One goes to a Prince concert expecting to hear “Let’s Go Crazy,” “When Doves Cry,” and “Raspberry Beret,” all of which he performed during his fine two-hour-plus concert at the FleetCenter last night.
But it was an eclectic set of cover songs - from the Rolling Stones classic “(I Can’t Get No) Satisfaction” to Rufus featuring Chaka Khan’s soul chestnut “Sweet Thing” - that really distinguished the first of Prince’s three-night Boston stop on his “Musicology” tour.
“This is school,” he told his near-sellout audience at one point, and indeed the evening was a lesson in, as he put it, “real music by real musicians.”
“Boston, we don’t believe in lip-synching,” he informed the crowd. “We don’t believe in MTV. We really don’t believe in the radio.”
During his 30-minute unplugged set - just Prince and a purple acoustic guitar - he rolled out and reinvented old favorites such as “Little Red Corvette” and “Cream,” and gave a nod to the Stones and Rufus with tunes that became audience sing-alongs.

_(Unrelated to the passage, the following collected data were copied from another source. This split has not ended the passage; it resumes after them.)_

//! CLI entry point for folio

use anyhow::{Context, Result};
use clap::{Parser, Subcommand};
use std::path::PathBuf;
use tracing_subscriber::{layer::SubscriberExt, util::SubscriberInitExt};

use folio::commands::list::ListOptions;

#[derive(Parser)]
#[command(name = "folio")]
#[command(version)]
#[command(about = "Markdown content pipeline for a personal portfolio and blog", long_about = None)]
struct Cli {
    /// Set the site directory (defaults to current directory)
    #[arg(short, long, global = true)]
    cwd: Option<PathBuf>,

    /// Enable debug output
    #[arg(short, long, global = true)]
    debug: bool,

    #[command(subcommand)]
    command: Commands,
}

#[derive(Subcommand)]
enum Commands {
    /// List posts or categories
    #[command(alias = "ls")]
    List {
        /// Type of content to list (post, category)
        #[arg(default_value = "post")]
        r#type: String,

        /// Only posts filed under this category
        #[arg(long)]
        category: Option<String>,

        /// Only posts whose title, excerpt or categories contain this text
        #[arg(short, long)]
        query: Option<String>,

        /// Print JSON instead of text
        #[arg(long)]
        json: bool,
    },

    /// Show a single post
    Show {
        /// Key of the post (its file name without `.md`)
        key: String,

        /// Render the body to HTML
        #[arg(long)]
        html: bool,

        /// Print JSON instead of text
        #[arg(long)]
        json: bool,
    },

    /// List posts sharing a category with a post
    Related {
        /// Key of the reference post
        key: String,

        /// Maximum number of posts (defaults to `related_limit`)
        #[arg(short, long)]
        limit: Option<usize>,
    },

    /// Start the JSON query server
    #[command(alias = "s")]
    Serve {
        /// Port to listen on (defaults to `server.port`)
        #[arg(short, long)]
        port: Option<u16>,

        /// IP address to bind to (defaults to `server.ip`)
        #[arg(short, long)]
        ip: Option<String>,
    },

    /// Display version information
    Version,
}

#[tokio::main]
async fn main() -> Result<()> {
    let cli = Cli::parse();

    // Initialize logging
    let filter = if cli.debug {
        "folio=debug,info"
    } else {
        "folio=info"
    };

    tracing_subscriber::registry()
        .with(
            tracing_subscriber::EnvFilter::try_from_default_env().unwrap_or_else(|_| filter.into()),
        )
        .with(tracing_subscriber::fmt::layer().with_writer(std::io::stderr))
        .init();

    // Determine base directory
    let base_dir = match cli.cwd {
        Some(dir) => dir,
        None => std::env::current_dir().context("Failed to read current directory")?,
    };

    match cli.command {
        Commands::List {
            r#type,
            category,
            query,
            json,
        } => {
            let folio = folio::Folio::new(&base_dir)?;
            let options = ListOptions {
                category,
                query,
                json,
            };
            folio::commands::list::run(&folio, &r#type, &options)?;
        }

        Commands::Show { key, html, json } => {
            let folio = folio::Folio::new(&base_dir)?;
            folio::commands::show::run(&folio, &key, html, json)?;
        }

        Commands::Related { key, limit } => {
            let folio = folio::Folio::new(&base_dir)?;
            let limit = limit.unwrap_or(folio.config.related_limit);
            folio::commands::related::run(&folio, &key, limit)?;
        }

        Commands::Serve { port, ip } => {
            let folio = folio::Folio::new(&base_dir)?;
            let ip = ip.unwrap_or_else(|| folio.config.server.ip.clone());
            let port = port.unwrap_or(folio.config.server.port);

            tracing::info!("Starting server at http://{}:{}", ip, port);
            folio::server::start(&folio, &ip, port).await?;
        }

        Commands::Version => {
            println!("folio version {}", env!("CARGO_PKG_VERSION"));
        }
    }

    Ok(())
}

By that midway point, the once-palpable audience irritation with the show’s late start, more than an hour past its scheduled 7:30 p.m. beginning, had dissipated. After an opening video montage featuring Alicia Keys inducting him into the Rock and Roll Hall of Fame earlier this year, Prince kicked into the muscular funk of “Musicology.”
Backed by his excellent seven-piece band, New Power Generation, Prince, radiant in a red jacket over white shirt, pants, and bejeweled heeled boots, was in a loose, playful mood.
“Boston, ya’ll been waiting for me, haven’t you?” he teased.
In the first 15 minutes, he played a host of hits including “Let’s Go Crazy,” “Baby I’m a Star,” and “I Would Die 4 U.” On the latter song, he slyly changed the lyric “I’m your messiah” to “He’s your messiah,” a reflection of his newfound faith as a devout Jehovah’s Witness.
As has been the case on this tour, Prince steered clear of his more salacious music. Still, with a 25-year catalog, such songs were hardly missed - especially when he instead performed Led Zeppelin’s “Whole Lotta Love,” complete with a shattering guitar solo that would make Jimmy Page proud.
On stage, Prince seemed to enjoy himself, as well as his band, featuring sax great Maceo Parker who, accompanied by only keyboardist Renato Neto, performed Louis Armstrong’s sentimental “What a Wonderful World.” And deserving special mention is drummer John Blackwell, whose spellbinding stick-twirling solos were also a highlight.
To no one’s surprise and everyone’s delight, Prince closed the show with “Purple Rain,” and certainly made good on his earlier promise when he said, “Boston, it’s gonna be a beautiful night.”